> Work instructions
Please copy out each line of the entries in which "CommandIdentifier" appears.

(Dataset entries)

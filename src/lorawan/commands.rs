use heapless::Vec;

/// MAC command identifiers
#[allow(missing_docs)]
#[derive(Debug, Clone, Copy, PartialEq, Eq)]
#[repr(u8)]
pub enum CommandIdentifier {
    LinkCheck = 0x02,
    LinkADR = 0x03,
    DutyCycle = 0x04,
    RXParamSetup = 0x05,
    DevStatus = 0x06,
    NewChannel = 0x07,
    RXTimingSetup = 0x08,
    TxParamSetup = 0x09,
    DlChannel = 0x0A,
}

impl CommandIdentifier {
    fn from_cid(cid: u8) -> Option<Self> {
        match cid {
            0x02 => Some(Self::LinkCheck),
            0x03 => Some(Self::LinkADR),
            0x04 => Some(Self::DutyCycle),
            0x05 => Some(Self::RXParamSetup),
            0x06 => Some(Self::DevStatus),
            0x07 => Some(Self::NewChannel),
            0x08 => Some(Self::RXTimingSetup),
            0x09 => Some(Self::TxParamSetup),
            0x0A => Some(Self::DlChannel),
            _ => None,
        }
    }

    /// Payload length of the network-to-device form of the command
    fn downlink_len(self) -> usize {
        match self {
            Self::LinkCheck => 2,
            Self::LinkADR => 4,
            Self::DutyCycle => 1,
            Self::RXParamSetup => 4,
            Self::DevStatus => 0,
            Self::NewChannel => 5,
            Self::RXTimingSetup => 1,
            Self::TxParamSetup => 1,
            Self::DlChannel => 4,
        }
    }
}

/// Command sent by the network to the device
#[derive(Debug, Clone, Copy, PartialEq, Eq)]
#[cfg_attr(feature = "defmt", derive(defmt::Format))]
pub enum DownlinkCommand {
    /// Link check answer
    LinkCheckAns {
        /// Link margin in dB
        margin: u8,
        /// Number of gateways that received the request
        gateway_count: u8,
    },
    /// RX parameter setup request
    RxParamSetupReq {
        /// RX1 data rate offset
        rx1_dr_offset: u8,
        /// RX2 data rate
        rx2_data_rate: u8,
        /// RX2 frequency in Hz
        frequency: u32,
    },
    /// Device status request
    DevStatusReq,
    /// Well-formed command this device does not act on
    Unsupported {
        /// Command identifier
        cid: u8,
    },
}

impl DownlinkCommand {
    /// Append the wire form of the command to a buffer
    pub fn write_to<const N: usize>(&self, buffer: &mut Vec<u8, N>) -> Result<(), ()> {
        match *self {
            DownlinkCommand::LinkCheckAns {
                margin,
                gateway_count,
            } => buffer.extend_from_slice(&[CommandIdentifier::LinkCheck as u8, margin, gateway_count]),
            DownlinkCommand::RxParamSetupReq {
                rx1_dr_offset,
                rx2_data_rate,
                frequency,
            } => {
                let dl_settings = ((rx1_dr_offset & 0x07) << 4) | (rx2_data_rate & 0x0F);
                let freq = (frequency / 100).to_le_bytes();
                buffer.extend_from_slice(&[
                    CommandIdentifier::RXParamSetup as u8,
                    dl_settings,
                    freq[0],
                    freq[1],
                    freq[2],
                ])
            }
            DownlinkCommand::DevStatusReq => buffer
                .push(CommandIdentifier::DevStatus as u8)
                .map_err(|_| ()),
            DownlinkCommand::Unsupported { cid } => buffer.push(cid).map_err(|_| ()),
        }
    }
}

/// Iterator over the commands in an FOpts field or a port 0 payload
///
/// Iteration stops at the first unknown identifier or truncated command,
/// since the length of anything after it cannot be known.
pub struct DownlinkCommands<'a> {
    bytes: &'a [u8],
}

impl<'a> DownlinkCommands<'a> {
    /// Parse commands from raw bytes
    pub fn new(bytes: &'a [u8]) -> Self {
        Self { bytes }
    }
}

impl<'a> Iterator for DownlinkCommands<'a> {
    type Item = DownlinkCommand;

    fn next(&mut self) -> Option<Self::Item> {
        let (&cid, rest) = self.bytes.split_first()?;
        let Some(identifier) = CommandIdentifier::from_cid(cid) else {
            self.bytes = &[];
            return None;
        };
        let len = identifier.downlink_len();
        if rest.len() < len {
            self.bytes = &[];
            return None;
        }
        let (payload, rest) = rest.split_at(len);
        self.bytes = rest;

        let command = match identifier {
            CommandIdentifier::LinkCheck => DownlinkCommand::LinkCheckAns {
                margin: payload[0],
                gateway_count: payload[1],
            },
            CommandIdentifier::RXParamSetup => DownlinkCommand::RxParamSetupReq {
                rx1_dr_offset: (payload[0] >> 4) & 0x07,
                rx2_data_rate: payload[0] & 0x0F,
                frequency: u32::from_le_bytes([payload[1], payload[2], payload[3], 0]) * 100,
            },
            CommandIdentifier::DevStatus => DownlinkCommand::DevStatusReq,
            _ => DownlinkCommand::Unsupported { cid },
        };
        Some(command)
    }
}

/// Command sent by the device to the network
#[derive(Debug, Clone, Copy, PartialEq, Eq)]
#[cfg_attr(feature = "defmt", derive(defmt::Format))]
pub enum UplinkCommand {
    /// Link check request
    LinkCheckReq,
    /// RX parameter setup answer
    RxParamSetupAns {
        /// RX1 data rate offset ACK
        rx1_dr_offset_ack: bool,
        /// RX2 data rate ACK
        rx2_data_rate_ack: bool,
        /// Channel ACK
        channel_ack: bool,
    },
    /// Device status answer
    DevStatusAns {
        /// Battery level (0 = external power, 1-254 = level, 255 = unknown)
        battery: u8,
        /// Demodulation margin in dB (-32..31)
        margin: i8,
    },
}

impl UplinkCommand {
    /// Encoded length including the identifier
    pub fn len(&self) -> usize {
        match self {
            UplinkCommand::LinkCheckReq => 1,
            UplinkCommand::RxParamSetupAns { .. } => 2,
            UplinkCommand::DevStatusAns { .. } => 3,
        }
    }

    /// Append the wire form of the command to a buffer
    pub fn write_to<const N: usize>(&self, buffer: &mut Vec<u8, N>) -> Result<(), ()> {
        match *self {
            UplinkCommand::LinkCheckReq => buffer
                .push(CommandIdentifier::LinkCheck as u8)
                .map_err(|_| ()),
            UplinkCommand::RxParamSetupAns {
                rx1_dr_offset_ack,
                rx2_data_rate_ack,
                channel_ack,
            } => {
                let status = (rx1_dr_offset_ack as u8) << 2
                    | (rx2_data_rate_ack as u8) << 1
                    | channel_ack as u8;
                buffer.extend_from_slice(&[CommandIdentifier::RXParamSetup as u8, status])
            }
            UplinkCommand::DevStatusAns { battery, margin } => buffer.extend_from_slice(&[
                CommandIdentifier::DevStatus as u8,
                battery,
                (margin.clamp(-32, 31) as u8) & 0x3F,
            ]),
        }
    }
}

> Response box
pub enum CommandIdentifier {
impl CommandIdentifier {
            } => buffer.extend_from_slice(&[CommandIdentifier::LinkCheck as u8, margin, gateway_count]),
                    CommandIdentifier::RXParamSetup as u8,
                .push(CommandIdentifier::DevStatus as u8)
        let Some(identifier) = CommandIdentifier::from_cid(cid) else {
            CommandIdentifier::LinkCheck => DownlinkCommand::LinkCheckAns {
            CommandIdentifier::RXParamSetup => DownlinkCommand::RxParamSetupReq {
            CommandIdentifier::DevStatus => DownlinkCommand::DevStatusReq,
                .push(CommandIdentifier::LinkCheck as u8)
                buffer.extend_from_slice(&[CommandIdentifier::RXParamSetup as u8, status])
                CommandIdentifier::DevStatus as u8,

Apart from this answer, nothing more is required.